Ever find a utility that seems so useful you’re scared to actually use it? That’s Kon-Boot for me. It has some incredible tricks, but I just can’t decide if I should trust it – no code available, how do I know what else it is doing?
What do I know it does for sure? Boot from the Kon-Boot CD and you can completely ignore Windows passwords – or get root on Linux.
Kon-Boot is an prototype piece of software which allows to change contents of a linux kernel (and now Windows kernel also!!!) on the fly (while booting). In the current compilation state it allows to log into a linux system as ‘root’ user without typing the correct password or to elevate privileges from current user to root. For Windows systems it allows to enter any password protected profile without any knowledge of the password.
I’ve cautiously tested it on a Windows XP machine and it definitely seems to work as advertised. The machine I used is an XP box in our corporate domain and, most importantly, disconnected from the network at the time. (That machine is also slated for a wipe and reload before anything else is done with it!)
I’d love to test it more with those domain credentials by putting it on the network first, but I guess that would be kind of like inviting the folks from Nitro Circus to do all my server admin work…
I popped in the CD, booted from it, admired the old school BBS style ANSI graphics and then it started up Windows as normal.
At the Windows user/pass prompt I entered “administrator” and selected our domain. Leaving the password blank I smacked Enter and… holy crap, I was logged in!
Pulled the CD, rebooted and had to provide the original password to log in.
Kon-Boot doesn’t remove the password nor does it change it. This is incredibly helpful when you need to do a spot of maintenance on someone’s machine and they’re not around. No more changing their domain password on ‘em.
But can we trust it?
I spent an hour or so this evening searching around, didn’t really find anything definitive. Plenty of folks claiming safe/not-safe, but not much for details. A fellow in this hacker-news topic gave about the most details I found – all in 3 or 4 sentences…
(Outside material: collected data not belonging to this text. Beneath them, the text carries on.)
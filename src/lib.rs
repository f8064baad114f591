//! rust_btyd — buy-till-you-die customer-base analysis.
//!
//! Purpose
//! -------
//! Serve as the crate root: fit probabilistic models of repeat purchasing
//! and spend to per-customer summaries, predict future transactions and
//! survival, and value customers over a discounted horizon.
//!
//! Key behaviors
//! -------------
//! - [`btyd`] is the model layer (data, BG/NBD family, Pareto/NBD, BG/BB,
//!   Gamma-Gamma, covariates, fitter, CLV, persistence, simulation).
//! - [`optimization`] maximizes log-likelihoods in an unconstrained space
//!   with argmin and maps parameters through positivity links.
//! - [`inference`] turns the curvature at the optimum into covariances,
//!   standard errors and confidence intervals.
//! - [`special_functions`] holds the log-space kernels the likelihoods are
//!   built from.
//!
//! Invariants & assumptions
//! ------------------------
//! - All numerical work is `f64`; non-finite values never escape a
//!   validated container or a fitted result.
//! - The library never installs a logger; it emits records through `log`
//!   and leaves the backend to the application.
//!
//! Downstream usage
//! ----------------
//! - Most callers only need `use rust_btyd::btyd::prelude::*;`.
//!
//! Testing notes
//! -------------
//! - Unit tests live next to the code; `tests/` holds end-to-end pipelines.

pub mod btyd;
pub mod inference;
pub mod optimization;
pub mod special_functions;
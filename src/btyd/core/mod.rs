//! core — data, parameters, options and results shared by every model.
//!
//! Purpose
//! -------
//! Hold the model-agnostic building blocks of the buy-till-you-die layer:
//! validated data containers, named parameter vectors and their transforms,
//! fit and lifetime-value options, the fit result, time units and input
//! validation helpers.
//!
//! Key behaviors
//! -------------
//! - [`SummaryData`], [`MonetaryData`] and [`CovariateData`] validate their
//!   columns on construction and implement [`FitData`] for the fitter.
//! - [`ParamSpec`] ties each parameter name to its optimizer transform and
//!   to whether it carries a time dimension.
//! - [`FitResult`] is the immutable output of a fit.
//!
//! Invariants & assumptions
//! ------------------------
//! - Containers never hold NaN/Inf, negative counts or `recency > age`.
//! - Parameter vectors keep layout order; lookups are by name.

pub mod data;
pub mod fit_result;
pub mod options;
pub mod params;
pub mod units;
pub mod validation;

// ---- Re-exports (primary public surface) ----------------------------------

pub use self::data::{CovariateData, FitData, MonetaryData, SummaryData};
pub use self::fit_result::FitResult;
pub use self::options::{ClvOptions, FitOptions};
pub use self::params::{ModelParams, ParamSpec, ParamVector};
pub use self::units::{TimeUnit, parse_time_unit};
pub use self::validation::{median, time_scale};

// ---- Optional convenience prelude for downstream crates -------------------
//
// Downstream crates can write
//
//     use rust_btyd::btyd::core::prelude::*;
//
// to import the data containers, options and results in a single line.

pub mod prelude {
    pub use super::data::{CovariateData, FitData, MonetaryData, SummaryData};
    pub use super::fit_result::FitResult;
    pub use super::options::{ClvOptions, FitOptions};
    pub use super::params::{ModelParams, ParamVector};
    pub use super::units::TimeUnit;
}
//! numerical_stability — parameter links and covariance mapping.
//!
//! Purpose
//! -------
//! Keep the mapping between unconstrained optimizer coordinates and
//! model-space parameters in one place, together with the small numeric
//! tolerances shared by the optimizer and inference layers.
//!
//! Key behaviors
//! -------------
//! - [`ParamTransform`] links one θ coordinate to one model parameter
//!   (`exp`, identity, or `1 + exp`) and exposes its inverse and Jacobian.
//! - [`delta_method`] converts θ-space covariance into model-space
//!   covariance for a diagonal Jacobian.
//! - Shared tolerances: [`EIGEN_EPS`], [`GENERAL_TOL`], [`MAX_LOG_PARAM`].
//!
//! Invariants & assumptions
//! ------------------------
//! - Every model parameter depends on exactly one θ coordinate, so the
//!   Jacobian is diagonal.
//! - `to_model` never returns `+∞` for finite input: log-parameters are
//!   clamped at [`MAX_LOG_PARAM`].
//!
//! Conventions
//! -----------
//! - Pure functions on `f64` and `ndarray` values; no logging or I/O.
//!
//! Testing notes
//! -------------
//! - Unit tests in [`transformations`] cover round trips, range guards,
//!   Jacobians against finite differences, and the delta-method product.

pub mod transformations;

// ---- Re-exports (primary public surface) ----------------------------------

pub use self::transformations::{
    EIGEN_EPS, GENERAL_TOL, MAX_LOG_PARAM, ParamTransform, delta_method,
};

// ---- Optional convenience prelude for downstream crates -------------------

pub mod prelude {
    pub use super::transformations::{EIGEN_EPS, ParamTransform, delta_method};
}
Anyone else using it or have more information?
No related posts.
Loading tweets...
4 comments
the man
November 14, 2009 at 12:56 pm (UTC -7)
i found a trojan horse and a key logger they send the info as soon as the computer is connected to the internet
Dudedude
November 20, 2009 at 11:12 pm (UTC -7)
Looks like the creator is going after blackmailing the users into ddosing banks if they don’t pay.
or sell ur info on yahoo chat room
Chris
November 20, 2009 at 11:26 pm (UTC -7)
Ouch. Got a link for more info?
Dudedude
November 20, 2009 at 11:13 pm (UTC -7)
P.S making the user legally responsible for all resulting damages and losses.